(MATERIAL FOR THIS EXERCISE Opens)
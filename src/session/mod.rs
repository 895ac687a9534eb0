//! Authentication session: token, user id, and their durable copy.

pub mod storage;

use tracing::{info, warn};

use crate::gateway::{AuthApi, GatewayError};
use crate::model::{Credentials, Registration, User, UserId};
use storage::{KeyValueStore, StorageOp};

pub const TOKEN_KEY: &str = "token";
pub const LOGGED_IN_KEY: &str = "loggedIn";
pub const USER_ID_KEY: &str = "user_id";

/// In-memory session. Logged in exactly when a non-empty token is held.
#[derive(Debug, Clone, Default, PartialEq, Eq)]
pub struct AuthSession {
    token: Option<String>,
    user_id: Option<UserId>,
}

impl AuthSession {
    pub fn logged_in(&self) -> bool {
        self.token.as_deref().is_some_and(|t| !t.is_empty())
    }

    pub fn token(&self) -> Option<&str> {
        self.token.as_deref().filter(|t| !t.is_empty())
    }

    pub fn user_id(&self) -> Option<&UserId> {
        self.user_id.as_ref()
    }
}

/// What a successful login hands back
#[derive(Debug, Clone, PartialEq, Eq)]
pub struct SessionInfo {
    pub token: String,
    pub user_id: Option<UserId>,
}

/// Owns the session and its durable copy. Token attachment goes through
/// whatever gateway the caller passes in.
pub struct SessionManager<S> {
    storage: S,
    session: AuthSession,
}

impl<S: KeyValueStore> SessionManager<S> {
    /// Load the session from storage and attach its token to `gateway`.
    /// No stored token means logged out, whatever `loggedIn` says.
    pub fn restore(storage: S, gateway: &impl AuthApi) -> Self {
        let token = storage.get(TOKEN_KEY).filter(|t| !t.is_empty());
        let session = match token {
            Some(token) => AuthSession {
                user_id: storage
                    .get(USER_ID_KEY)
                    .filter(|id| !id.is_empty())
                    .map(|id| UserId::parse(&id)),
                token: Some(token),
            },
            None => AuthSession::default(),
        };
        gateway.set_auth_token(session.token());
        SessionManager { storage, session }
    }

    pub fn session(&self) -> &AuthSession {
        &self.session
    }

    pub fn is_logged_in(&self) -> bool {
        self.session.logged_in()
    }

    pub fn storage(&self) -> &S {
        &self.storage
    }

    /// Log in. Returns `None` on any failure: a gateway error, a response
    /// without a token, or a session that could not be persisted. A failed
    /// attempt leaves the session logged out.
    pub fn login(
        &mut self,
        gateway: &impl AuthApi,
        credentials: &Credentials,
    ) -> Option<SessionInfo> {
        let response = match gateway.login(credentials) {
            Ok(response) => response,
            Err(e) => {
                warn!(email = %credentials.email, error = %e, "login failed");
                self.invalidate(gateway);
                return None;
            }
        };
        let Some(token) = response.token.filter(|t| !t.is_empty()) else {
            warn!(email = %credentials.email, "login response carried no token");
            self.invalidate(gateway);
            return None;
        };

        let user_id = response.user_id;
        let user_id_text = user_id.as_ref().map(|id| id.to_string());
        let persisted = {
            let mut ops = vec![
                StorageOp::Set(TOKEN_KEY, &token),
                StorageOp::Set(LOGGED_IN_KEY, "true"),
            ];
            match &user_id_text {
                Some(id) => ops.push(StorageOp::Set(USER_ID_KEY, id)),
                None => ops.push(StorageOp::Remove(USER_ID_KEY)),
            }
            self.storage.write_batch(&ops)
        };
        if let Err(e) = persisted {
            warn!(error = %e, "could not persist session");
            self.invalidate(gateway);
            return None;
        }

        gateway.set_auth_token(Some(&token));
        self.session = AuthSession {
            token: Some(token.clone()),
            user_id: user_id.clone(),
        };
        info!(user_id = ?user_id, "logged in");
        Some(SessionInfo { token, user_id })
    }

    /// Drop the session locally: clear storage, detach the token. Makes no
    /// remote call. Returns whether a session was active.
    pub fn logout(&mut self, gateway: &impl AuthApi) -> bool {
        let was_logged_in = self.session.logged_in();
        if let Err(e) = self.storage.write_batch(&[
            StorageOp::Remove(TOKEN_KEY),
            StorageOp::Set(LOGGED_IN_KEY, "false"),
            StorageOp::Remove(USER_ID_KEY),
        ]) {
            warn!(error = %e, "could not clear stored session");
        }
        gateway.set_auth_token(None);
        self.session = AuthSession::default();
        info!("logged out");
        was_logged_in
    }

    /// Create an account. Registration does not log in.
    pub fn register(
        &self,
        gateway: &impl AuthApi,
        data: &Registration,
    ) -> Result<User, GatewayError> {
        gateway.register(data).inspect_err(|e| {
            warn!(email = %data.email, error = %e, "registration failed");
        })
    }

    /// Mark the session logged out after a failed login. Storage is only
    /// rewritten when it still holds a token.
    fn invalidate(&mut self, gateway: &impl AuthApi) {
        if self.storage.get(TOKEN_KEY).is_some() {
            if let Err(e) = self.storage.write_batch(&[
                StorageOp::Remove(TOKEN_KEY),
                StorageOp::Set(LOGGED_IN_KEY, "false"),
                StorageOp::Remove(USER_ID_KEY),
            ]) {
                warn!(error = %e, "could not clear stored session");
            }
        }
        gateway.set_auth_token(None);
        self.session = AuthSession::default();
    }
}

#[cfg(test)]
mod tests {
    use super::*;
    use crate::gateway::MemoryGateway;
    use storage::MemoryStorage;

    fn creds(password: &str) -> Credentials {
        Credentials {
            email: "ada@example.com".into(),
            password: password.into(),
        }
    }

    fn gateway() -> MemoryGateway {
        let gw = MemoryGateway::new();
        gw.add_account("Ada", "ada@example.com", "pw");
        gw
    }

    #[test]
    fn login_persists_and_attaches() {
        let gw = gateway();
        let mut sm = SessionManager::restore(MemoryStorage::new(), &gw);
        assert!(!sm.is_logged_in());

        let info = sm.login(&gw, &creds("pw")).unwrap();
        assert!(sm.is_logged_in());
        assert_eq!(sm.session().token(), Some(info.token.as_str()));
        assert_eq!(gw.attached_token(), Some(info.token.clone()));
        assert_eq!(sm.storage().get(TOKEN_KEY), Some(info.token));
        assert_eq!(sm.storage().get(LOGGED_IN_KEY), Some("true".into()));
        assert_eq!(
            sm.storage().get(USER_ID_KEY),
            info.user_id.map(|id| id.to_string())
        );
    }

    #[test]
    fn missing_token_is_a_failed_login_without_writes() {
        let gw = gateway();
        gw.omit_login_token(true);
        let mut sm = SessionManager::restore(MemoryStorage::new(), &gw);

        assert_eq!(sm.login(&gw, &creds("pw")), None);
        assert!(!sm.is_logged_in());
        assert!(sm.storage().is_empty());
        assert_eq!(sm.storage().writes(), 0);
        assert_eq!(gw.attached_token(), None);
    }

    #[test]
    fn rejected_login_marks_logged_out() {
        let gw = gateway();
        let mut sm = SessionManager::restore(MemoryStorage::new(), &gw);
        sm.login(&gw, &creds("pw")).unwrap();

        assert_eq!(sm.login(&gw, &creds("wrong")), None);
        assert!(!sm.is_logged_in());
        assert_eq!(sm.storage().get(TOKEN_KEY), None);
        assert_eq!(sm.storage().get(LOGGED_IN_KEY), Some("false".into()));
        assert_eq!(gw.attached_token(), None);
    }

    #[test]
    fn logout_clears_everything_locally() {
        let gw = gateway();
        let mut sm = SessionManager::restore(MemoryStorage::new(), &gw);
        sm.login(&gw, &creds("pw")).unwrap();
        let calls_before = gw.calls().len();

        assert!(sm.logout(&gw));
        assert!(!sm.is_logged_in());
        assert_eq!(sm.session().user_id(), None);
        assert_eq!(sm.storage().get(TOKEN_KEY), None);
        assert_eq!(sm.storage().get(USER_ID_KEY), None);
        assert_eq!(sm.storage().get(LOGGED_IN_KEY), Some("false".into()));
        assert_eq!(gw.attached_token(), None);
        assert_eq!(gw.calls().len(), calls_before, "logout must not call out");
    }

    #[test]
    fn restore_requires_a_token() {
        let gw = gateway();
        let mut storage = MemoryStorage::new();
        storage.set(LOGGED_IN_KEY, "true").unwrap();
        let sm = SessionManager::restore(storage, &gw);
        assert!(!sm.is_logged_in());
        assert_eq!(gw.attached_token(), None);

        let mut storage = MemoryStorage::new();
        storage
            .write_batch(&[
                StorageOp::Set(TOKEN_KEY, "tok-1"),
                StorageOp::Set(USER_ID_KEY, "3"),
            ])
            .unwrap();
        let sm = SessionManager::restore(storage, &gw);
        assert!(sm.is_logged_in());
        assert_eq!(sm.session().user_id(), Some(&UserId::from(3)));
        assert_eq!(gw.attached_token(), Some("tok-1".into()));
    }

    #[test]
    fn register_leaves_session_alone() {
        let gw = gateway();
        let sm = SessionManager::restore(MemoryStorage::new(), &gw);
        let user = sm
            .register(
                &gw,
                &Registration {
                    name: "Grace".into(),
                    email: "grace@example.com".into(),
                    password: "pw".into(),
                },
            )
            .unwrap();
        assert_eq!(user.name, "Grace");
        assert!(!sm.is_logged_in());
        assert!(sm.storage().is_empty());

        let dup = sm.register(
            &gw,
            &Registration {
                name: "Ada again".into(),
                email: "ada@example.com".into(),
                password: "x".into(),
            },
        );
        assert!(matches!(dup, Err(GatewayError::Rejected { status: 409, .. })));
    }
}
(MATERIAL FOR THIS EXERCISE Closes)
Could you write out exactly the lines above, starting at the first one and ending with the line that has "Load the session"?

filename src/session/mod.rs
repository 895ac687a9534eb0
//! Authentication session: token, user id, and their durable copy.

pub mod storage;

use tracing::{info, warn};

use crate::gateway::{AuthApi, GatewayError};
use crate::model::{Credentials, Registration, User, UserId};
use storage::{KeyValueStore, StorageOp};

pub const TOKEN_KEY: &str = "token";
pub const LOGGED_IN_KEY: &str = "loggedIn";
pub const USER_ID_KEY: &str = "user_id";

/// In-memory session. Logged in exactly when a non-empty token is held.
#[derive(Debug, Clone, Default, PartialEq, Eq)]
pub struct AuthSession {
    token: Option<String>,
    user_id: Option<UserId>,
}

impl AuthSession {
    pub fn logged_in(&self) -> bool {
        self.token.as_deref().is_some_and(|t| !t.is_empty())
    }

    pub fn token(&self) -> Option<&str> {
        self.token.as_deref().filter(|t| !t.is_empty())
    }

    pub fn user_id(&self) -> Option<&UserId> {
        self.user_id.as_ref()
    }
}

/// What a successful login hands back
#[derive(Debug, Clone, PartialEq, Eq)]
pub struct SessionInfo {
    pub token: String,
    pub user_id: Option<UserId>,
}

/// Owns the session and its durable copy. Token attachment goes through
/// whatever gateway the caller passes in.
pub struct SessionManager<S> {
    storage: S,
    session: AuthSession,
}

impl<S: KeyValueStore> SessionManager<S> {
    /// Load the session from storage and attach its token to `gateway`.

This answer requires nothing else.